> [Exercise aim]: Work out how many lines of the data below hold the string "queue". Answer with that number alone.

─── Material to process ───

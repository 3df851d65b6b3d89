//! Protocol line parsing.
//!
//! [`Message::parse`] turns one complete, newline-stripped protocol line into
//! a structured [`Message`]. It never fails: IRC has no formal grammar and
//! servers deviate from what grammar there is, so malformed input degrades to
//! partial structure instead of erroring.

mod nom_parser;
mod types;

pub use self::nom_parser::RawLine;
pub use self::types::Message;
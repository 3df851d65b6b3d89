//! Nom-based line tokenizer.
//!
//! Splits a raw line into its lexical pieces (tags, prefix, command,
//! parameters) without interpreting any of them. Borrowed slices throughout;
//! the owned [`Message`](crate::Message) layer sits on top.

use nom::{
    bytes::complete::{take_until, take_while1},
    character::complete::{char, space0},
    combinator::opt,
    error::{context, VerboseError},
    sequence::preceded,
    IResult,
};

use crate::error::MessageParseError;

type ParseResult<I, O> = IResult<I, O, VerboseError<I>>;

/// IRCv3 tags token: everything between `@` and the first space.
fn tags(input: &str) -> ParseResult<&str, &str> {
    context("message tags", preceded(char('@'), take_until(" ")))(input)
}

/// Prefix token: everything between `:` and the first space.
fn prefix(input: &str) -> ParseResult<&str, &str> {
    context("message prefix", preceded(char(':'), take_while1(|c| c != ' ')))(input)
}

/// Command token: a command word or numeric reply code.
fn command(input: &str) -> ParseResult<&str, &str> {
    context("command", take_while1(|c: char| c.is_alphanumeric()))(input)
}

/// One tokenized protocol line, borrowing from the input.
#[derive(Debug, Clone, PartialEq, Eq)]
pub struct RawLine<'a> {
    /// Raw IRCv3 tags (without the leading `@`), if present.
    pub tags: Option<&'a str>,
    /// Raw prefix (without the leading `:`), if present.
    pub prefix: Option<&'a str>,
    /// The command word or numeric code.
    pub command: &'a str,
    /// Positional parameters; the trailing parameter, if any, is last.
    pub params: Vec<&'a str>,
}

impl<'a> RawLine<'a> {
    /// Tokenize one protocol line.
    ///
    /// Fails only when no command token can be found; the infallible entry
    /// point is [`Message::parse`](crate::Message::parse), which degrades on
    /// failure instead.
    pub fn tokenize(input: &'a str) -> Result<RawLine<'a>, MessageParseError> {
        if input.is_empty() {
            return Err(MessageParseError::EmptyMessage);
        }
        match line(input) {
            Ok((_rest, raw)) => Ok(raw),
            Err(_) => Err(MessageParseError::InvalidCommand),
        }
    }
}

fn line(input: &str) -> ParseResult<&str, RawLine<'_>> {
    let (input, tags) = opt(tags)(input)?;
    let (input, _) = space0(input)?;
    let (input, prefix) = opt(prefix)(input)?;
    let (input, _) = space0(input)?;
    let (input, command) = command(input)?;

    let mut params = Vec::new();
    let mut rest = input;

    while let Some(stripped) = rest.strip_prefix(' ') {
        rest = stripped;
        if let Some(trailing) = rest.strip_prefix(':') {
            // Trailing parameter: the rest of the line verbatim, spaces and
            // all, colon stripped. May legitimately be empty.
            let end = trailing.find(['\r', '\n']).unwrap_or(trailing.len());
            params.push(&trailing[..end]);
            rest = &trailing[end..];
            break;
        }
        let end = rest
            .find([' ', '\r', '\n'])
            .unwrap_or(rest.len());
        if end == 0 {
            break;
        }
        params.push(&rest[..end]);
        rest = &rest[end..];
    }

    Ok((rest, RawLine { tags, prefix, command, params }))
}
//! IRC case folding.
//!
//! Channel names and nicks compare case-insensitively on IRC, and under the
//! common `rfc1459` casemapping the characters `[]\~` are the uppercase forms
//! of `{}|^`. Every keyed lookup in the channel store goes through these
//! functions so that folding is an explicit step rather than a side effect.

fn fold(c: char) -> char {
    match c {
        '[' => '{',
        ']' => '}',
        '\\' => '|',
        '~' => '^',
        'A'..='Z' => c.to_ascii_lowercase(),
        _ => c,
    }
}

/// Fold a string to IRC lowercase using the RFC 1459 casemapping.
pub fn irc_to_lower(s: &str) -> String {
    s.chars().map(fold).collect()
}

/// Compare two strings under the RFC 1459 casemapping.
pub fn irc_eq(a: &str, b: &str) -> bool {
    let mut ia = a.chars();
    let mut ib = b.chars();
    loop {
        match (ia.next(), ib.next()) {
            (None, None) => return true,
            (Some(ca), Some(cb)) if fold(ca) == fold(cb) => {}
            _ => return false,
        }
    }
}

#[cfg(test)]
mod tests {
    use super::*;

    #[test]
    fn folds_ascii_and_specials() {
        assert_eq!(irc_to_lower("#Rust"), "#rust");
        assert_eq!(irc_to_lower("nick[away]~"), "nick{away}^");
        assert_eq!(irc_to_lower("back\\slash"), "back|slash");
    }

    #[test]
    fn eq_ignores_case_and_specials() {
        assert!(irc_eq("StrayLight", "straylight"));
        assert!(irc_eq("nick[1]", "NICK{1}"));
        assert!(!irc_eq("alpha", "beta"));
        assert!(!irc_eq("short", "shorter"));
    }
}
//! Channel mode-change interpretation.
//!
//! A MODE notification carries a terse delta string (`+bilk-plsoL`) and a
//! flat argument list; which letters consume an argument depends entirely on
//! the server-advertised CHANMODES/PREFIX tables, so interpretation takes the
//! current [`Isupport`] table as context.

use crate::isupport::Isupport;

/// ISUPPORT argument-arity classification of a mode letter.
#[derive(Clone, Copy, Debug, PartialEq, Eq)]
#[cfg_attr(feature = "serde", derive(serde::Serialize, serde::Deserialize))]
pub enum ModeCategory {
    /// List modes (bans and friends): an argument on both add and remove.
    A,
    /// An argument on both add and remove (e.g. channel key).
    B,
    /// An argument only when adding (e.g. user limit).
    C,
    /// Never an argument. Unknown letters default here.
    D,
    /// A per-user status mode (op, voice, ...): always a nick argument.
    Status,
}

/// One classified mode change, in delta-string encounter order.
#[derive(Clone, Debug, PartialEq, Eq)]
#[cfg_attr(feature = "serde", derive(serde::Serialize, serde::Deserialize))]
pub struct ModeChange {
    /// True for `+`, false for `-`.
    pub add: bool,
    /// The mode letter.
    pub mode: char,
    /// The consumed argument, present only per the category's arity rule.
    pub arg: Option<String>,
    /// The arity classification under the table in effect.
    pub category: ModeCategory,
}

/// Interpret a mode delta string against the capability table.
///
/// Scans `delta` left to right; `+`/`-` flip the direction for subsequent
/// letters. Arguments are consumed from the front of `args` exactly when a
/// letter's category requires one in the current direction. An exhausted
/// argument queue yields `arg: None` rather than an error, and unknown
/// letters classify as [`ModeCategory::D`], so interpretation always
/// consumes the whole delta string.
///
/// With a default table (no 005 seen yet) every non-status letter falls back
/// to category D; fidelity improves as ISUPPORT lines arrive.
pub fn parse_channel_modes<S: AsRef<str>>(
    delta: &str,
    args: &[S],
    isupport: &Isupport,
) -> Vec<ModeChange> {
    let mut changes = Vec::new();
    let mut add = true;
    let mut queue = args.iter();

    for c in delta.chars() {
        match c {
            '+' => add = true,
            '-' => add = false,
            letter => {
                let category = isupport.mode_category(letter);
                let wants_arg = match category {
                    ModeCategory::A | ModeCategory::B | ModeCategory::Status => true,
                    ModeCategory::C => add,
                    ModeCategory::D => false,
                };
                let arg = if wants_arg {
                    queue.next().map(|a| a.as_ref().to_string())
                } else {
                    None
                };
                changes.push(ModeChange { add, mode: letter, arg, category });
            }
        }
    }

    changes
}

───

> [Response to this exercise]: 3